January 8 — February 12, 2022
RECYCLED
C. Meng
Conduit Gallery is pleased to announce a solo exhibition of new work by Boston-based artist C. Meng.
Meng’s latest body of work comprises interpretational small-scale paintings and large mixed media pieces, a fusion of eastern and western artistic ideals. Prevented his usual stream of visual stimulus from travels and pre-pandemic rhythms, this work is the result of a delve into his repository of saved, found and captured photographs collected through daily life. Honoring the Impressionists as well as traditional folk imagery, Meng recreates these images through his own facile hand, delivering a new interpretation. Disassociating an image from its original context sparked Meng’s curiosity about the intrinsic meaning in imagery and how it will be received and interpreted once transformed. Not only are the images recycled, but quite literally his materials are as well.

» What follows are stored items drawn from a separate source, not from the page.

//! Club Model (读书俱乐部)

use serde::{Deserialize, Serialize};

use super::{ClubRole, MembershipStatus, SuggestionWithVotes};

/// Club entity
///
/// Invariant: `voting_cycle_active` implies `voting_ends_at` is set and
/// `current_book_id` is null — voting only runs when no book is current.
#[derive(Debug, Clone, Serialize, Deserialize)]
#[cfg_attr(feature = "db", derive(sqlx::FromRow))]
pub struct Club {
    pub id: i64,
    pub name: String,
    pub description: Option<String>,
    pub owner_id: i64,
    /// The single book the club is actively reading (at most one)
    pub current_book_id: Option<i64>,
    pub voting_cycle_active: bool,
    pub voting_starts_at: Option<i64>,
    pub voting_ends_at: Option<i64>,
    pub voting_started_by: Option<i64>,
    pub created_at: i64,
    pub updated_at: i64,
}

/// Create club payload
#[derive(Debug, Clone, Serialize, Deserialize)]
pub struct ClubCreate {
    pub name: String,
    pub description: Option<String>,
}

/// Club summary for list views
#[derive(Debug, Clone, Serialize, Deserialize)]
#[cfg_attr(feature = "db", derive(sqlx::FromRow))]
pub struct ClubSummary {
    pub id: i64,
    pub name: String,
    pub description: Option<String>,
    pub owner_id: i64,
    pub current_book_id: Option<i64>,
    pub voting_cycle_active: bool,
    pub member_count: i64,
}

/// Club detail view — the club row plus the caller's membership
#[derive(Debug, Clone, Serialize, Deserialize)]
pub struct ClubDetail {
    #[serde(flatten)]
    pub club: Club,
    pub member_count: i64,
    pub my_role: Option<ClubRole>,
    pub my_status: Option<MembershipStatus>,
}

/// Start voting payload
#[derive(Debug, Clone, Serialize, Deserialize)]
pub struct VotingStart {
    pub duration_days: i64,
    /// Optional explicit start time (millis); defaults to now
    pub starts_at: Option<i64>,
}

/// Where a club sits in the book-selection cycle
///
/// VOTING_EXPIRED is a pseudo-state: the cycle flag is still set but the
/// window has elapsed; the next read resolves it to WINNER_PENDING.
#[derive(Debug, Clone, Copy, PartialEq, Eq, Serialize, Deserialize)]
#[serde(rename_all = "SCREAMING_SNAKE_CASE")]
pub enum CyclePhase {
    NoBook,
    VotingActive,
    VotingExpired,
    WinnerPending,
    CurrentBookSet,
}

/// Voting status view — suggestions with live vote counts, winners after the cycle ends
#[derive(Debug, Clone, Serialize, Deserialize)]
pub struct VotingStatus {
    pub phase: CyclePhase,
    pub voting_cycle_active: bool,
    pub voting_starts_at: Option<i64>,
    pub voting_ends_at: Option<i64>,
    pub suggestions: Vec<SuggestionWithVotes>,
    /// Suggestion IDs tied for the maximum vote count (all ties surfaced)
    pub winners: Vec<i64>,
}

/// Admin override payload — set current book directly, bypassing history
#[derive(Debug, Clone, Serialize, Deserialize)]
pub struct CurrentBookOverride {
    pub book_id: i64,
}
//! Review Repository

use sqlx::SqlitePool;

use shared::models::Review;

use super::{RepoError, RepoResult};

pub async fn find_by_id(pool: &SqlitePool, id: i64) -> RepoResult<Option<Review>> {
    let review = sqlx::query_as::<_, Review>(
        "SELECT id, user_id, book_id, rating, content, created_at FROM review WHERE id = ?",
    )
    .bind(id)
    .fetch_optional(pool)
    .await?;
    Ok(review)
}

pub async fn find_by_book(pool: &SqlitePool, book_id: i64) -> RepoResult<Vec<Review>> {
    let reviews = sqlx::query_as::<_, Review>(
        "SELECT id, user_id, book_id, rating, content, created_at FROM review WHERE book_id = ? ORDER BY created_at DESC",
    )
    .bind(book_id)
    .fetch_all(pool)
    .await?;
    Ok(reviews)
}

pub async fn create(
    pool: &SqlitePool,
    user_id: i64,
    book_id: i64,
    rating: i32,
    content: &str,
) -> RepoResult<Review> {
    let id = shared::util::snowflake_id();
    let now = shared::util::now_millis();

    sqlx::query(
        "INSERT INTO review (id, user_id, book_id, rating, content, created_at) VALUES (?, ?, ?, ?, ?, ?)",
    )
    .bind(id)
    .bind(user_id)
    .bind(book_id)
    .bind(rating)
    .bind(content)
    .bind(now)
    .execute(pool)
    .await?;

    find_by_id(pool, id)
        .await?
        .ok_or_else(|| RepoError::Database("Failed to create review".into()))
}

Hating to throw away the packaging from so many ordered pandemic supplies, he gave rebirth to cast aside materials, applying a painter’s approach to ‘building’ large scale works.

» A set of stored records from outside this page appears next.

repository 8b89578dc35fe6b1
//! 核心模块 - 服务器配置、状态和启动
//!
//! - [`Config`] - 服务器配置
//! - [`ServerState`] - 服务器状态
//! - [`Server`] - HTTP 服务器

pub mod config;
pub mod server;
pub mod state;

pub use config::Config;
pub use server::Server;
pub use state::ServerState;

C. Meng has exhibited his paintings internationally as well as in the U.S., including: 420 W. Broadway Art Space, New York, NY; Davis Museum, Wellesley, MA; Longview Museum of Art, Longview, TX; Shanghai Normal University, A.R.T., Cambridge, MA; Shanghai, China; Eastlink Gallery, Beijing, China; Museum of Contemporary Art, Miami, FL; Fairfield University, Fairfield, CN and the Osaka Triennial, Public Exhibit Space, Osaka, Japan. After receiving a B.A. in Art from the Shanghai Teacher University, Shanghai, China he earned an M.F.A. in Painting from Miami University, Oxford, OH. From 1997 to 2015, Meng held the position of Senior Lecturer in Art at Wellesley College in Wellesley, MA. Meng now lives and works between China and the U.S. His work is included in several notable contemporary art collections including those of the Museum of Fine Arts, Houston, TX; Savannah College of Art and Design, Savannah, GA; Miami Art Museum, Miami University, Oxford, OH; and The Art Collection of the Federal Reserve, Dallas, TX.